The Mexican feather grass isn’t coming in very thick this year 😦
Each spring, I take a week off of work to tend to the garden. Mostly this means spreading mulch over all the beds I killed grass for so I can grow butterfly-friendly plants. I’ve lucked out with weather each year, including this one. My vacation began on the spring equinox, and I had five days of sunshine and warm enough temperatures to work in short sleeves.
In previous years, I ordered 12 cubic yards of mulch to be delivered on the first day of my vacation. This year, thanks to the new bed I carved out in winter, I ordered 14 yards.
And it wasn’t enough. I called my mulch guy mid-week, and luckily he was able to deliver two more yards for me while I still had time to spread it. I finished on Friday, just before the rains of the weekend. Now, I’m back to work today, but the garden is ready for April rains, lengthening days, and sunshine. My chairs are out there, ready for me to sit in them as soon as it’s warm enough.
Back bed before mulch
Front pile in progress
Almost done with front pile
This is where most of the front pile went
Making progress with the second pile of mulch
Gah! Ran out of mulch
I couldn’t make it stretch; I needed at least 2 more yards
Once I decided to kill more grass, I called my mulch guy to ask if they delivered top soil. He said yes. I got excited, and I asked him for three cubic yards, as soon as possible. That was two weeks ago. A snow storm was on its way at the time, and his dirt was still wet from the last snow. “I’ll call you when the weather is okay to deliver,” he told me.
Thursday afternoon, I was on a run on our second consecutive warm, sunny day — the first sunny days in what seemed like weeks. My phone rang when I was about 10 minutes from home. It was my mulch guy, so I stopped to walk, and panting, I answered the phone. Maybe he could deliver that day!
“Hi! I’m calling about your top soil, the weather finally is clear – ” he said.
“YES!” pant pant. Very excited. Grinning.
“We’re about to get another six days of rain -“
“Can you deliver it today?!” I said. In my excitement, I kept interrupting him.
“Yes. Today is the only day. I’ll be there in 30 minutes. You want it at the top of the hill, yes? I’ll meet you there.”

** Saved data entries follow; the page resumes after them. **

//! Series renderer contract and the registry that binds series types to
//! renderer implementations
//!
//! A chart draws each series through a [`SeriesRenderer`]: `prepare`
//! rebuilds GPU state from new data, `render` draws the visual pass,
//! `render_pick` draws id colors for GPU picking, and `hit_test` answers
//! screen-space queries without the GPU. Renderers are created through a
//! [`SeriesRegistry`] owned by the host, so tests can swap in doubles and
//! applications can add their own series types without touching globals.

mod graph;
mod points;

pub use graph::GraphRenderer;
pub use points::PointsRenderer;

use crate::camera::Camera;
use crate::data::Series;
use crate::error::{RenderError, RenderResult};
use crate::gpu::GpuContext;
use crate::theme::Theme;

/// Everything a renderer needs to build pipelines and record draw calls.
pub struct RenderContext<'a> {
    pub gpu: &'a GpuContext,

    /// Layout of the shared globals uniform at group 0
    pub globals_layout: &'a wgpu::BindGroupLayout,

    /// Bind group carrying the current frame's globals
    pub globals_bind_group: &'a wgpu::BindGroup,

    /// Color format of the visual target
    pub target_format: wgpu::TextureFormat,

    /// Color format of the pick target
    pub pick_format: wgpu::TextureFormat,

    pub camera: &'a Camera,
    pub theme: &'a Theme,

    /// Device pixels per logical pixel; targets are sized in device
    /// pixels while the camera viewport stays logical
    pub pixel_ratio: f32,

    /// Entry animation progress in [0, 1]; 1 once the chart is fully in
    pub progress: f32,

    /// First pick id assigned to this series; datum `i` encodes as
    /// `pick_base + i`
    pub pick_base: u32,
}

/// A datum matched by a hit test.
#[derive(Debug, Clone, PartialEq)]
pub struct SeriesHit {
    /// Index of the datum within its series
    pub index: usize,

    /// Label carried from the input data, when present
    pub label: Option<String>,

    /// Screen-space distance from the query point in logical pixels
    pub distance: f32,
}

/// Renderer for one series of one chart.
///
/// Implementations keep their GPU resources internal; the chart only
/// sequences calls. `render` may advance per-frame state (the graph
/// renderer steps its layout there), and `needs_loop` tells the frame
/// loop whether more frames are coming.
pub trait SeriesRenderer {
    /// Rebuild GPU-side and retained state from new input data.
    fn prepare(&mut self, ctx: &RenderContext<'_>, series: &Series) -> RenderResult<()>;

    /// Record draw calls for the visual pass.
    fn render(&mut self, ctx: &RenderContext<'_>, pass: &mut wgpu::RenderPass<'_>);

    /// Record draw calls for the pick pass. Renderers that opt out of
    /// GPU picking leave this empty.
    fn render_pick(&mut self, _ctx: &RenderContext<'_>, _pass: &mut wgpu::RenderPass<'_>) {}

    /// Nearest datum to a screen coordinate, or `None` when nothing is
    /// within reach. Runs on the CPU so it works without a device.
    fn hit_test(&self, camera: &Camera, x: f32, y: f32) -> Option<SeriesHit>;

    /// Describe a datum by index, for resolving decoded pick ids.
    fn datum_at(&self, index: usize) -> Option<SeriesHit>;

    /// Release retained GPU resources.
    fn dispose(&mut self);

    /// Whether this series still needs animation frames.
    fn needs_loop(&self) -> bool {
        false
    }
}

/// Factory producing a fresh renderer for a series type.
pub type RendererFactory = Box<dyn Fn() -> Box<dyn SeriesRenderer>>;

/// Registry of series types.
///
/// Owned by the embedding application and passed to each chart, never a
/// process-wide singleton. Registering a kind that already exists
/// replaces the earlier factory.
pub struct SeriesRegistry {
    factories: Vec<(String, RendererFactory)>,
}

impl Default for SeriesRegistry {
    fn default() -> Self {
        Self::with_defaults()
    }
}

impl SeriesRegistry {
    /// Create an empty registry
    pub fn new() -> Self {
        Self {
            factories: Vec::new(),
        }
    }

    /// Create a registry with the built-in series types registered
    ///
    /// Currently registers:
    /// - `points`: 3D scatter billboards ([`PointsRenderer`])
    /// - `graph`: force-directed node-link graph ([`GraphRenderer`])
    pub fn with_defaults() -> Self {
        let mut registry = Self::new();
        registry.register("points", Box::new(|| Box::new(PointsRenderer::new())));
        registry.register("graph", Box::new(|| Box::new(GraphRenderer::new())));
        registry
    }

    /// Register a factory for a series kind, replacing any existing one.
    pub fn register(&mut self, kind: &str, factory: RendererFactory) {
        self.factories.retain(|(k, _)| k != kind);
        self.factories.push((kind.to_string(), factory));
    }

    /// Whether a kind is registered
    pub fn contains(&self, kind: &str) -> bool {
        self.factories.iter().any(|(k, _)| k == kind)
    }

    /// Instantiate a renderer for a series kind.
    pub fn create(&self, kind: &str) -> RenderResult<Box<dyn SeriesRenderer>> {
        self.factories
            .iter()
            .find(|(k, _)| k == kind)
            .map(|(_, factory)| factory())
            .ok_or_else(|| RenderError::UnknownSeries(kind.to_string()))
    }

    /// Registered kinds in registration order
    pub fn kinds(&self) -> Vec<&str> {
        self.factories.iter().map(|(k, _)| k.as_str()).collect()
    }
}

#[cfg(test)]
mod tests {
    use super::*;

    // Mock renderer for registry tests
    struct MockRenderer;

    impl SeriesRenderer for MockRenderer {
        fn prepare(&mut self, _ctx: &RenderContext<'_>, _series: &Series) -> RenderResult<()> {
            Ok(())
        }

        fn render(&mut self, _ctx: &RenderContext<'_>, _pass: &mut wgpu::RenderPass<'_>) {}

        fn hit_test(&self, _camera: &Camera, _x: f32, _y: f32) -> Option<SeriesHit> {
            None
        }

        fn datum_at(&self, _index: usize) -> Option<SeriesHit> {
            None
        }

        fn dispose(&mut self) {}

        fn needs_loop(&self) -> bool {
            true
        }
    }

    #[test]
    fn defaults_cover_builtin_kinds() {
        let registry = SeriesRegistry::with_defaults();
        assert!(registry.contains("points"));
        assert!(registry.contains("graph"));
        assert!(registry.create("points").is_ok());
        assert!(registry.create("graph").is_ok());
    }

    #[test]
    fn unknown_kind_is_an_error() {
        let registry = SeriesRegistry::with_defaults();
        match registry.create("heatmap") {
            Err(RenderError::UnknownSeries(kind)) => assert_eq!(kind, "heatmap"),
            other => panic!("expected unknown series error, got {:?}", other.is_ok()),
        }
    }

    #[test]
    fn custom_kind_can_be_registered() {
        let mut registry = SeriesRegistry::new();
        assert!(!registry.contains("sparkline"));

        registry.register("sparkline", Box::new(|| Box::new(MockRenderer)));
        assert!(registry.contains("sparkline"));
        assert!(registry.create("sparkline").is_ok());
    }

    #[test]
    fn re_registering_replaces_the_factory() {
        let mut registry = SeriesRegistry::with_defaults();
        registry.register("points", Box::new(|| Box::new(MockRenderer)));

        // Still exactly one entry for the kind, now the mock.
        assert_eq!(registry.kinds().iter().filter(|k| **k == "points").count(), 1);
        let renderer = registry.create("points").unwrap();
        assert!(renderer.needs_loop());
    }

    #[test]
    fn separate_registries_are_independent() {
        let mut a = SeriesRegistry::with_defaults();
        let b = SeriesRegistry::with_defaults();

        a.register("points", Box::new(|| Box::new(MockRenderer)));

        assert!(a.create("points").unwrap().needs_loop());
        assert!(!b.create("points").unwrap().needs_loop());
    }
}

He delivered it in the late afternoon. I covered it with a tarp as the sky clouded over. With six more days of rain on the way, I wondered when I’d get a chance to spread it. If only I could get the cardboard down and the dirt on top of it, the rainy days would be perfect to water it in and get the cardboard good and soggy so that it will start breaking down at least a little bit before I want to start planting. With potted seedlings, I can dig through the cardboard for their roots to get into the earth. I’m worried about sowing seeds though; if the cardboard is still too stiff and new, and I sow seeds in the dirt on top of the cardboard, their new roots won’t be able to penetrate it. The sooner I can get the cardboard over the grass to kill it, and under the dirt and rain to start breaking down, the better chance my seeds will have.
Planting plans: flat-leaf parsley, basil, milkweed, Mexican sunflower, and jalapeños I can start indoors then transplant the seedlings. Zinnias, chives, cilantro, and dill I will want to sow directly in the bed.
Yesterday, I couldn’t stand not taking advantage of the coming wet weather. So despite gross gray skies, rain, and a constant drizzle, I decided to go ahead and lay down the load of cardboard I’d collected from a nearby recycling dropoff. The soil was sodden and heavy, and I’m lucky I didn’t throw my back out as I shoveled, wheeled, dumped, and spread. It was pretty grueling work, and I was glad when I was done. Today, I sip coffee at the window and watch with glee as rain soaks my work.
I need maybe one more load of cardboard to finish off the area for my bed. Hopefully by the time I get to that final load, the soil will be drier. And spring will be that much closer by then!
Cardboard over the grass I want to kill
My wet dirt
Halfway there
The deck on the right is where I sit in spring, summer, and fall to watch the garden
Done! For today. This took about 2.5 hours. One more session should do it. Except I need more cardboard.